For reggae fans, though, he is a very different figure. Only 19 when he recorded "Boom Bye Bye", he soon renounced his roughneck ways for a more serious spiritual and political approach (along with songs about how great he was in bed) on the classic, worldwide hit album Til Shiloh.

Its Rasta and Christian elements, and calls for solidarity among the black working class, made him seem Marley-like, in a Nineties reggae scene otherwise lost in gun-happy, gangster poses. With his rough, rasping voice, burning charisma, and penchant for sharp white suits on stage, he was the complete reggae star.

The dazzling suits have been left at home tonight, in favour of a velvet sweater and flapping flared jeans. But what's most apparent, as Banton bounds on stage, is that he has the longest, hardest working legs in showbiz. Whether prancing, sprinting, strolling or lounging, they jack-knife with an explosive energy of their own. When he moves to the lightless side of the stage, becoming a dramatic, dreadlocked silhouette, people reach out with hands and favourite 7-inch singles, hoping for his touch.

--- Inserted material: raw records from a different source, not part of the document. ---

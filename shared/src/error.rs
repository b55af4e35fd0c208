use serde::{Serialize, Deserialize};
use thiserror::Error;

pub const VOTING_LOCKED_MESSAGE: &str = "Sorry, you cannot vote at the moment. Voting has been temporarily locked by the administrator. Please try again later.";

#[derive(Debug, Clone, Error, PartialEq)]
pub enum GateError {
    #[error("{}", VOTING_LOCKED_MESSAGE)]
    Locked,
    #[error("No votes allowed at the moment. Voting begins {day} at {time}")]
    OutsideWindow { day: String, time: String },
}

#[derive(Debug, Clone, Serialize, Deserialize)]
pub struct ErrorResponse {
    pub error: String,
    pub status: u16,
}

impl ErrorResponse {
    pub fn new(error: impl Into<String>, status: u16) -> Self {
        Self {
            error: error.into(),
            status,
        }
    }
}
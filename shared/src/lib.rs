pub mod error;
pub mod models;
pub mod validation;
pub mod client_ip;

pub use error::{ErrorResponse, GateError};
pub use models::*;
pub use validation::*;
pub use client_ip::*;
use std::collections::HashMap;
use std::sync::{Mutex, MutexGuard};
use time::OffsetDateTime;
use uuid::Uuid;
use contest_shared::models::*;

#[derive(Debug, thiserror::Error)]
pub enum StoreError {
    #[error("Record not found")]
    NotFound,
    #[error("Failed to acquire store lock")]
    LockFailed,
    #[error("Database error: {0}")]
    Database(String),
}

impl From<sqlx::Error> for StoreError {
    fn from(err: sqlx::Error) -> Self {
        StoreError::Database(err.to_string())
    }
}

/// Document access needed by the voting routes.
#[rocket::async_trait]
pub trait VoteStore: Send + Sync {
    async fn find_project(&self, id: Uuid) -> Result<Option<Project>, StoreError>;

    async fn find_contestant(&self, id: Uuid) -> Result<Option<Contestant>, StoreError>;

    async fn find_vote(&self, filter: &VoteFilter) -> Result<Option<Vote>, StoreError>;

    /// Bumps the contestant's counter and stores the vote as one unit.
    async fn record_vote(&self, vote: NewVote) -> Result<Vote, StoreError>;

    async fn votes_for_project(&self, project_id: Uuid) -> Result<Vec<Vote>, StoreError>;
}

#[derive(Debug, Default)]
struct Tables {
    projects: HashMap<Uuid, Project>,
    contestants: HashMap<Uuid, Contestant>,
    votes: Vec<Vote>,
}

/// In-process store; every operation runs under a single lock.
#[derive(Debug, Default)]
pub struct MemoryStore {
    tables: Mutex<Tables>,
}

impl MemoryStore {
    pub fn new() -> Self {
        Self::default()
    }

    fn lock(&self) -> Result<MutexGuard<'_, Tables>, StoreError> {
        self.tables.lock().map_err(|_| StoreError::LockFailed)
    }

    pub fn insert_project(&self, project: Project) -> Result<(), StoreError> {
        self.lock()?.projects.insert(project.id, project);
        Ok(())
    }

    pub fn insert_contestant(&self, contestant: Contestant) -> Result<(), StoreError> {
        self.lock()?.contestants.insert(contestant.id, contestant);
        Ok(())
    }

    pub fn insert_vote(&self, vote: Vote) -> Result<(), StoreError> {
        self.lock()?.votes.push(vote);
        Ok(())
    }

    pub fn vote_count(&self) -> Result<usize, StoreError> {
        Ok(self.lock()?.votes.len())
    }
}

#[rocket::async_trait]
impl VoteStore for MemoryStore {
    async fn find_project(&self, id: Uuid) -> Result<Option<Project>, StoreError> {
        Ok(self.lock()?.projects.get(&id).cloned())
    }

    async fn find_contestant(&self, id: Uuid) -> Result<Option<Contestant>, StoreError> {
        Ok(self.lock()?.contestants.get(&id).cloned())
    }

    async fn find_vote(&self, filter: &VoteFilter) -> Result<Option<Vote>, StoreError> {
        Ok(self.lock()?.votes.iter().find(|vote| vote.matches(filter)).cloned())
    }

    async fn record_vote(&self, vote: NewVote) -> Result<Vote, StoreError> {
        let mut tables = self.lock()?;
        let contestant = tables
            .contestants
            .get_mut(&vote.contestant_id)
            .ok_or(StoreError::NotFound)?;
        contestant.counted_votes += 1;

        let vote = vote.into_vote(Uuid::new_v4(), OffsetDateTime::now_utc());
        tables.votes.push(vote.clone());
        Ok(vote)
    }

    async fn votes_for_project(&self, project_id: Uuid) -> Result<Vec<Vote>, StoreError> {
        Ok(self
            .lock()?
            .votes
            .iter()
            .filter(|vote| vote.project_id == project_id)
            .cloned()
            .collect())
    }
}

After a pacy initial medley, including "It's Not an Easy Road", the gospel and soul roots of Banton's music are revealed when another redemption song is first left to us to roar, then sweetly harmonised by his female backing trio, and finally barked out by Buju himself, who then leans down at the lip of the stage to preach.

The badness infesting black communities are one subject. Unfortunately, he then asks, "Can I talk about g... a... y... s?" What follows is mostly lost in patois and the PA, but I do hear a burst of what sounds suspiciously like "Boom Bye Bye". Perhaps the downside of the spirituality that now uplifts his work is a taste for easy, divisive dogma. His barely concealed snigger, and affirming cheers from the crowd, suggest that here, in Jamaican private, he simply thinks there's no reason not to be homophobic.

At any rate, he sings of universal love for the rest of the evening, and most people leave feeling better. He's still a mostly positive force.